The French competition authority has fined 11 banks including Credit Agricole and BNP Paribas a total of €384.9 million for collusion on setting cheque charges.
The banks acted in concert to set interbank cheque fees on 80 per cent of cheques circulating in France between January 2002 and July 2007 as the system became computerised with the arrival of the euro, the authority said in a statement today.
The competition authority is also investigating interbank card charges and will deliver a verdict in 2011, it added.
A spokeswoman for BNP Paribas, which was fined €63.3 million, said the bank was "surprised" at the decision because the cheque fees had been conceived as "transitional" measures with full transparency and in full view of the authorities.
Credit Agricole, HSBC, Banque de France and BPCE had no immediate comment.
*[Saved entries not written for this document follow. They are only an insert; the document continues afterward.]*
use crate::nats::trace_context::inject_trace_context;
use crate::nats::traits::{JetStreamConsumer, JetStreamPublisher, PullConsumer};
use crate::nats::{DeliveryContext, Envelope, ReceivedBatch, TransportError};
use anyhow::{Context, Result};
use async_nats::connection::State;
use async_nats::jetstream::{self, stream::Config as StreamConfig, AckKind};
use async_nats::HeaderMap;
use async_trait::async_trait;
use std::sync::Arc;
use std::time::Duration;
use tracing::{debug, info, instrument, warn};

/// Header carrying the publisher-assigned message id
const NATS_MSG_ID: &str = "Nats-Msg-Id";

pub const DEAD_LETTER_REASON: &str = "Dead-Letter-Reason";
pub const DEAD_LETTER_DESCRIPTION: &str = "Dead-Letter-Description";
pub const ORIGINAL_SUBJECT: &str = "Original-Subject";
pub const ORIGINAL_MESSAGE_ID: &str = "Original-Message-Id";

pub struct NatsClient {
    client: async_nats::Client,
    jetstream: jetstream::Context,
}

impl NatsClient {
    pub async fn connect(url: &str, timeout: Duration) -> Result<Self> {
        info!(url = %url, timeout_ms = timeout.as_millis(), "Connecting to NATS");

        // Configure connection timeout for establishing the TCP connection
        let client = async_nats::ConnectOptions::new()
            .connection_timeout(timeout)
            .connect(url)
            .await
            .context("Failed to connect to NATS")?;

        let jetstream = jetstream::new(client.clone());

        info!("Successfully connected to NATS");
        Ok(Self { client, jetstream })
    }

    /// Make sure a stream capturing `<stream_name>.>` exists
    pub async fn ensure_stream(&self, stream_name: &str, description: &str) -> Result<()> {
        let publisher = NatsJetStreamPublisher::new(self.jetstream.clone());
        ensure_stream(&publisher, stream_name, description).await
    }

    pub fn jetstream(&self) -> &jetstream::Context {
        &self.jetstream
    }

    /// Create a JetStreamConsumer whose deliveries dead-letter to `dead_letter_subject`
    pub fn create_consumer_client(
        &self,
        dead_letter_subject: impl Into<String>,
    ) -> Arc<dyn JetStreamConsumer> {
        Arc::new(NatsJetStreamConsumer::new(
            self.client.clone(),
            self.jetstream.clone(),
            DeadLetterTarget::new(self.create_publisher_client(), dead_letter_subject),
        ))
    }

    /// Create a JetStreamPublisher trait object from this client
    pub fn create_publisher_client(&self) -> Arc<dyn JetStreamPublisher> {
        Arc::new(NatsJetStreamPublisher::new(self.jetstream.clone()))
    }

    pub async fn close(self) {
        info!("Closing NATS connection");
        if let Err(e) = self.client.flush().await {
            warn!(error = %e, "Failed to flush NATS connection before close");
        }
        // Connection closes when the last client handle is dropped
    }
}

/// Create the stream unless it already exists
pub async fn ensure_stream(
    publisher: &dyn JetStreamPublisher,
    stream_name: &str,
    description: &str,
) -> Result<()> {
    info!(stream = %stream_name, "Ensuring stream exists");

    if publisher.get_stream(stream_name).await.is_ok() {
        info!(stream = %stream_name, "Stream already exists");
        return Ok(());
    }

    let stream_config = StreamConfig {
        name: stream_name.to_string(),
        subjects: vec![format!("{}.>", stream_name)],
        description: Some(description.to_string()),
        ..Default::default()
    };
    publisher.create_stream(stream_config).await?;
    info!(stream = %stream_name, "Created stream");

    Ok(())
}

/// Where dead-lettered deliveries are republished
#[derive(Clone)]
pub struct DeadLetterTarget {
    publisher: Arc<dyn JetStreamPublisher>,
    subject: String,
}

impl DeadLetterTarget {
    pub fn new(publisher: Arc<dyn JetStreamPublisher>, subject: impl Into<String>) -> Self {
        Self {
            publisher,
            subject: subject.into(),
        }
    }
}

/// Concrete implementation of JetStreamConsumer using async-nats
pub struct NatsJetStreamConsumer {
    client: async_nats::Client,
    context: jetstream::Context,
    dead_letter: DeadLetterTarget,
}

impl NatsJetStreamConsumer {
    pub fn new(
        client: async_nats::Client,
        context: jetstream::Context,
        dead_letter: DeadLetterTarget,
    ) -> Self {
        Self {
            client,
            context,
            dead_letter,
        }
    }
}

#[async_trait]
impl JetStreamConsumer for NatsJetStreamConsumer {
    async fn create_consumer(
        &self,
        config: jetstream::consumer::pull::Config,
        stream_name: &str,
    ) -> Result<Box<dyn PullConsumer>> {
        let consumer = self
            .context
            .create_consumer_on_stream(config, stream_name)
            .await
            .context("Failed to create consumer")?;

        Ok(Box::new(NatsPullConsumer {
            client: self.client.clone(),
            consumer,
            dead_letter: self.dead_letter.clone(),
        }))
    }
}

/// Concrete implementation of PullConsumer using async-nats
pub struct NatsPullConsumer {
    client: async_nats::Client,
    consumer: jetstream::consumer::PullConsumer,
    dead_letter: DeadLetterTarget,
}

impl NatsPullConsumer {
    fn receive_error(&self, detail: impl std::fmt::Display) -> TransportError {
        match self.client.connection_state() {
            State::Disconnected => TransportError::Disconnected(detail.to_string()),
            _ => TransportError::Receive(detail.to_string()),
        }
    }

    fn into_envelope(&self, message: jetstream::Message) -> Envelope {
        let subject = message.subject.to_string();
        let headers = message.headers.clone();
        let body = message.payload.clone();

        let (sequence_id, delivery_count) = match message.info() {
            Ok(info) => (
                format!("{}:{}", info.stream, info.stream_sequence),
                u64::try_from(info.delivered).unwrap_or(1),
            ),
            Err(e) => {
                warn!(subject = %subject, error = %e, "message has no JetStream metadata");
                (subject.clone(), 1)
            }
        };

        let id = headers
            .as_ref()
            .and_then(|h| h.get(NATS_MSG_ID))
            .map(|v| v.as_str().to_string())
            .unwrap_or(sequence_id);

        let delivery = JetStreamDelivery {
            message_id: id.clone(),
            message,
            dead_letter: self.dead_letter.clone(),
        };

        Envelope::new(id, subject, body, headers, delivery_count, Box::new(delivery))
    }
}

#[async_trait]
impl PullConsumer for NatsPullConsumer {
    async fn fetch_envelopes(
        &self,
        max_messages: usize,
        expires: Duration,
    ) -> std::result::Result<ReceivedBatch, TransportError> {
        use futures::StreamExt;

        let mut messages = self
            .consumer
            .batch()
            .max_messages(max_messages)
            .expires(expires)
            .messages()
            .await
            .map_err(|e| self.receive_error(e))?;

        let mut batch = ReceivedBatch::default();
        while let Some(msg) = messages.next().await {
            match msg {
                Ok(message) => batch.envelopes.push(self.into_envelope(message)),
                Err(e) => {
                    warn!(error = %e, "Error receiving message");
                    batch.errors.push(self.receive_error(e));
                }
            }
        }

        Ok(batch)
    }
}

/// Delivery context backed by a JetStream message
struct JetStreamDelivery {
    message_id: String,
    message: jetstream::Message,
    dead_letter: DeadLetterTarget,
}

/// Header values must stay on one line
fn header_value(value: &str) -> String {
    value.replace(['\r', '\n'], " ")
}

#[async_trait]
impl DeliveryContext for JetStreamDelivery {
    async fn complete(self: Box<Self>) -> std::result::Result<(), TransportError> {
        self.message
            .ack()
            .await
            .map_err(|e| TransportError::settle("ack", &self.message_id, e))
    }

    async fn dead_letter(
        self: Box<Self>,
        reason: &str,
        description: &str,
    ) -> std::result::Result<(), TransportError> {
        let mut headers = HeaderMap::new();
        headers.insert(DEAD_LETTER_REASON, header_value(reason).as_str());
        headers.insert(DEAD_LETTER_DESCRIPTION, header_value(description).as_str());
        headers.insert(ORIGINAL_SUBJECT, self.message.subject.as_str());
        headers.insert(ORIGINAL_MESSAGE_ID, self.message_id.as_str());

        let published = self
            .dead_letter
            .publisher
            .publish(
                self.dead_letter.subject.clone(),
                headers,
                self.message.payload.clone(),
            )
            .await;

        if let Err(e) = published {
            // Leave the dead-letter decision to the next delivery
            if let Err(nak_err) = self.message.ack_with(AckKind::Nak(None)).await {
                warn!(
                    message_id = %self.message_id,
                    error = %nak_err,
                    "failed to return message after dead-letter publish failure"
                );
            }
            return Err(TransportError::Publish {
                subject: self.dead_letter.subject.clone(),
                detail: format!("{:#}", e),
            });
        }

        debug!(
            message_id = %self.message_id,
            dead_letter_subject = %self.dead_letter.subject,
            "published message to dead-letter subject"
        );

        self.message
            .ack_with(AckKind::Term)
            .await
            .map_err(|e| TransportError::settle("terminate", &self.message_id, e))
    }

    async fn abandon(self: Box<Self>) -> std::result::Result<(), TransportError> {
        self.message
            .ack_with(AckKind::Nak(None))
            .await
            .map_err(|e| TransportError::settle("nak", &self.message_id, e))
    }
}

/// Concrete implementation of JetStreamPublisher using async-nats
pub struct NatsJetStreamPublisher {
    context: jetstream::Context,
}

impl NatsJetStreamPublisher {
    pub fn new(context: jetstream::Context) -> Self {
        Self { context }
    }
}

#[async_trait]
impl JetStreamPublisher for NatsJetStreamPublisher {
    async fn get_stream(&self, stream_name: &str) -> Result<()> {
        self.context
            .get_stream(stream_name)
            .await
            .context("Failed to get stream")?;
        Ok(())
    }

    async fn create_stream(&self, config: jetstream::stream::Config) -> Result<()> {
        self.context
            .create_stream(config)
            .await
            .context("Failed to create stream")?;
        Ok(())
    }

    #[instrument(skip(self, headers, payload), fields(subject = %subject, payload_size = payload.len()))]
    async fn publish(
        &self,
        subject: String,
        mut headers: HeaderMap,
        payload: bytes::Bytes,
    ) -> Result<()> {
        // Inject trace context into headers for distributed tracing
        inject_trace_context(&mut headers);

        let ack = self
            .context
            .publish_with_headers(subject, headers, payload)
            .await
            .context("Failed to publish message to JetStream")?;

        ack.await
            .context("Failed to receive JetStream acknowledgment")?;
        Ok(())
    }
}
Spokeswomen at Societe Generale did not immediately return calls for comment.
The banks will be able to appeal against their fines in court but must pay them regardless, a spokeswoman for the competition authority said.
The BNP spokeswoman said the bank had not yet decided upon an appeal.
The biggest individual fines were for Credit Agricole and subsidiary LCL at €100 million and Natixis parent BPCE at €91 million. Societe Generale and subsidiary Credit du Nord were fined €60.4 million, and British-based HSBC received a fine of €9 million.
The fines were set according to each bank's market share of cheques in France, its weight in the economy and past practices. The authority noted six banks including BNP, Credit Agricole and SocGen had been punished for similar collusion in the mortgage market in 2000.